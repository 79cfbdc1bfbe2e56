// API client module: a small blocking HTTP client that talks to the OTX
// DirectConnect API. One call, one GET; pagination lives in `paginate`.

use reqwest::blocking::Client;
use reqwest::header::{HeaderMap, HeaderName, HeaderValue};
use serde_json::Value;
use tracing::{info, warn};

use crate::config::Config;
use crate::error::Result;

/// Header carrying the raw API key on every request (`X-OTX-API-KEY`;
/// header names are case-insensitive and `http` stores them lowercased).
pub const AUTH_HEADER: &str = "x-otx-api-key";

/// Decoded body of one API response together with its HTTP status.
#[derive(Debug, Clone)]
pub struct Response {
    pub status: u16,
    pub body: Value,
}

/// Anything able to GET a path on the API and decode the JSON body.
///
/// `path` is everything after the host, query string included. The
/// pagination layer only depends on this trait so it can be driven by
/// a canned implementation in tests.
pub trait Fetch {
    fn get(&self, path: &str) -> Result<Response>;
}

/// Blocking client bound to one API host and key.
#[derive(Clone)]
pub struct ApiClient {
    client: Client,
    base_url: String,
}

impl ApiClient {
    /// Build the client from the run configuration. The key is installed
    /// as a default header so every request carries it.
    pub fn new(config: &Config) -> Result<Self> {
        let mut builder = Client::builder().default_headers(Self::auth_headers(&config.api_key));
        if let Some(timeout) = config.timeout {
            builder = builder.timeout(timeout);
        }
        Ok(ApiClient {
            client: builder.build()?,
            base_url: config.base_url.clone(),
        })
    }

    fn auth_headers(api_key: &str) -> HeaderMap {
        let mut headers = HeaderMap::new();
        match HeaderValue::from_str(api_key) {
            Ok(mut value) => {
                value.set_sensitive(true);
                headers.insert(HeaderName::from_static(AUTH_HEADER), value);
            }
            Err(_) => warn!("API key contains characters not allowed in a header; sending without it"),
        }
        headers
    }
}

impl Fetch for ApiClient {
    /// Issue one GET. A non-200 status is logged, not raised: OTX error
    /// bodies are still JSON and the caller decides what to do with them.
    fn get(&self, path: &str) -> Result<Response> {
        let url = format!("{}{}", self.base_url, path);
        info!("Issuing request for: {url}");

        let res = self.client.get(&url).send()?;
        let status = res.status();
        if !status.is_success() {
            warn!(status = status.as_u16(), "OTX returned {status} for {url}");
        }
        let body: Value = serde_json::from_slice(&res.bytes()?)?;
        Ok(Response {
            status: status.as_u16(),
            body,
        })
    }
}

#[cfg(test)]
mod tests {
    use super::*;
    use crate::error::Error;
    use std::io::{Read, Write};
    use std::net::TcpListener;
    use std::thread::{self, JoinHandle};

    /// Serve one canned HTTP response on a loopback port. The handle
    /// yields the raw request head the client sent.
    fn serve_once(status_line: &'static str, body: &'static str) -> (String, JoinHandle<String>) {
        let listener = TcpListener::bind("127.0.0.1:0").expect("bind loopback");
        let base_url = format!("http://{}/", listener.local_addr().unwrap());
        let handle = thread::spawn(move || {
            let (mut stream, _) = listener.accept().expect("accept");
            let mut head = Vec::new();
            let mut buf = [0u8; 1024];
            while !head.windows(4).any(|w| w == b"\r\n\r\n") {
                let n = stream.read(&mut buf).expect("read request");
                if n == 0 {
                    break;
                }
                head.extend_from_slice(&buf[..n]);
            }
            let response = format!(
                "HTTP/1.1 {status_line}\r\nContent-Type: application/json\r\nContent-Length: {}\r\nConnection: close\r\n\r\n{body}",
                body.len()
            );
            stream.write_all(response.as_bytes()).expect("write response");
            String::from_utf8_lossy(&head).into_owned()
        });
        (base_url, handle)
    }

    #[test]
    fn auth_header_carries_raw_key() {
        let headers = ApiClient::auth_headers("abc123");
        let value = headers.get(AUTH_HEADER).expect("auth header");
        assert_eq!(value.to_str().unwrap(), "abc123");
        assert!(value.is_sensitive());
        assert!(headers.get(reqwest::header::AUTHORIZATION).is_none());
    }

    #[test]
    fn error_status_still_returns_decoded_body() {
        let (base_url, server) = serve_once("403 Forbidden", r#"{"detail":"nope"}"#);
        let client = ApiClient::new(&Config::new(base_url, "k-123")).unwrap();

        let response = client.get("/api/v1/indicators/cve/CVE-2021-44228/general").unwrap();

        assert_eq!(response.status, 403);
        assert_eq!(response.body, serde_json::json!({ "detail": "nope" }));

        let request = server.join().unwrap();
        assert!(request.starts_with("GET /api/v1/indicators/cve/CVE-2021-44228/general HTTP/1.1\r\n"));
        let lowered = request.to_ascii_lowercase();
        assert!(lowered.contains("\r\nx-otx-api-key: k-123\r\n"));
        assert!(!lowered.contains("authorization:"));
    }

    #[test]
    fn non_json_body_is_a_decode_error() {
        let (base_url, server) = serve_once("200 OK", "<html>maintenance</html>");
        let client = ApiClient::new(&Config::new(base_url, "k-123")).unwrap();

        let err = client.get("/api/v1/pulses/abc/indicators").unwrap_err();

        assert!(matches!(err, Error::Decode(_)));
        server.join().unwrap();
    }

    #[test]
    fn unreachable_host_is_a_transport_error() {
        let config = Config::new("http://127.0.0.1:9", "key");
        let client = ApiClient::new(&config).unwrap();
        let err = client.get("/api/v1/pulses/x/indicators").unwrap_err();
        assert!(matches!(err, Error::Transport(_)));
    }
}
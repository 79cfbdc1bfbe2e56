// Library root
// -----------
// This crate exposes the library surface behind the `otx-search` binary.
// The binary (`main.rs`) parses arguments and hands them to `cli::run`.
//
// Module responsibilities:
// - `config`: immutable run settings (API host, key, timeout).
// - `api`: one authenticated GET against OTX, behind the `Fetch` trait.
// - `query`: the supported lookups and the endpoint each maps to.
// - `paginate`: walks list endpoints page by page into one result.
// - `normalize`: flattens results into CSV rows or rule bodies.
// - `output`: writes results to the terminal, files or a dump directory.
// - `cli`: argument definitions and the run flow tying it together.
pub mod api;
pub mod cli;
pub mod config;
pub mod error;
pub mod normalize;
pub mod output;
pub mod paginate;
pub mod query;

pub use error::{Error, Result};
...
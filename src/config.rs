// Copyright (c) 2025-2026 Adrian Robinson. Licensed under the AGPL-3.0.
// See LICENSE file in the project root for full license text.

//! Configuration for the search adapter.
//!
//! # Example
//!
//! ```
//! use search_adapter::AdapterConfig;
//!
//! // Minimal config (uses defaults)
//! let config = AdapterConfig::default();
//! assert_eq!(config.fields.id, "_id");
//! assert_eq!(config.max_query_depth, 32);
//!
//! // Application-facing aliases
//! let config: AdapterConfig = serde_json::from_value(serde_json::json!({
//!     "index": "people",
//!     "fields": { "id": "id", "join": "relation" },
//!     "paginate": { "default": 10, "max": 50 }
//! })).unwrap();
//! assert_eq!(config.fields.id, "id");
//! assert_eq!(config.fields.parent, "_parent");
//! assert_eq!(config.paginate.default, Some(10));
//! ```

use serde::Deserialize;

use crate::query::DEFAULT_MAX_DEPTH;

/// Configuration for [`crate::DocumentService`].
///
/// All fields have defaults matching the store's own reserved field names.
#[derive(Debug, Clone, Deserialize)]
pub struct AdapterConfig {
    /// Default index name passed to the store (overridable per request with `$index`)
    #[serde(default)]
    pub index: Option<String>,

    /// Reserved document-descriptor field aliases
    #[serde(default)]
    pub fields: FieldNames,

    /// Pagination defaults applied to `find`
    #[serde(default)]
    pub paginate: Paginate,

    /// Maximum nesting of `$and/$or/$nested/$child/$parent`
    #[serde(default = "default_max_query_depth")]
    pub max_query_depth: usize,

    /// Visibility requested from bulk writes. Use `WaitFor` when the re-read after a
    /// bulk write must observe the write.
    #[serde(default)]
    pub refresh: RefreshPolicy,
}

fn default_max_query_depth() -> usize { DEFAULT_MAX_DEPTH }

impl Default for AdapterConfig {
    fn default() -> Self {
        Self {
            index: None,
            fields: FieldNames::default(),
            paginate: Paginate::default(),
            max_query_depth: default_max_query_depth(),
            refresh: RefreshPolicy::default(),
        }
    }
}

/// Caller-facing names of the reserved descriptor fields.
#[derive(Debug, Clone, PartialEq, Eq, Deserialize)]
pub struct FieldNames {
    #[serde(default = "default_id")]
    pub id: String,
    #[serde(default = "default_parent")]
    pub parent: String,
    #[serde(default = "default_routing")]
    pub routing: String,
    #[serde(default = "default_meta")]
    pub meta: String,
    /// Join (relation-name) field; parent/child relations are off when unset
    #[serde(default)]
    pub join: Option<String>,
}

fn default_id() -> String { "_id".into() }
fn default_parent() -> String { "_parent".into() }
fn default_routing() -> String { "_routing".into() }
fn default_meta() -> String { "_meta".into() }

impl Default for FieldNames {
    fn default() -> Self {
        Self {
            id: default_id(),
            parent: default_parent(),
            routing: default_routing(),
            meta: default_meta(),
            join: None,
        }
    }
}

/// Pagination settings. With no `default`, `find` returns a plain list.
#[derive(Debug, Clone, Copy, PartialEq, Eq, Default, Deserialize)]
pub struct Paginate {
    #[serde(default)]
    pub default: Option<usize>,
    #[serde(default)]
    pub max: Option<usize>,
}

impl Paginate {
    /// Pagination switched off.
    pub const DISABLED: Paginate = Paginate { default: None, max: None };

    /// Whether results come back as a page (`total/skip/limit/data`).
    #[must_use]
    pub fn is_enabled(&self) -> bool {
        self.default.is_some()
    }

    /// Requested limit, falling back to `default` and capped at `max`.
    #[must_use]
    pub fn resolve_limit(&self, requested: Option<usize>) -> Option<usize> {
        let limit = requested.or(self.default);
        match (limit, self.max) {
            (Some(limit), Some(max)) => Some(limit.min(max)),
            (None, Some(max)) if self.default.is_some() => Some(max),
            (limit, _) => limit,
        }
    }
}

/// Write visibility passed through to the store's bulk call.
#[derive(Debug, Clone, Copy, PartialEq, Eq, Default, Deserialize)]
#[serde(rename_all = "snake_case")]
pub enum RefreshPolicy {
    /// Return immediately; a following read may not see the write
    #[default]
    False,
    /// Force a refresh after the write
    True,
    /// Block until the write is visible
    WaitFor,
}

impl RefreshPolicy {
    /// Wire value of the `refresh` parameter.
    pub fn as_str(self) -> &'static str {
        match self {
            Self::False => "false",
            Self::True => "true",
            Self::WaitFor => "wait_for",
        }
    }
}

§ **REQUIRED ACTION**: Repeat, word for word, the lines above between the line holding "match (limit, self.max)" and the line holding "store's bulk call.", inclusive; omit everything else.

§ **REPLY**:
        match (limit, self.max) {
            (Some(limit), Some(max)) => Some(limit.min(max)),
            (None, Some(max)) if self.default.is_some() => Some(max),
            (limit, _) => limit,
        }
    }
}

/// Write visibility passed through to the store's bulk call.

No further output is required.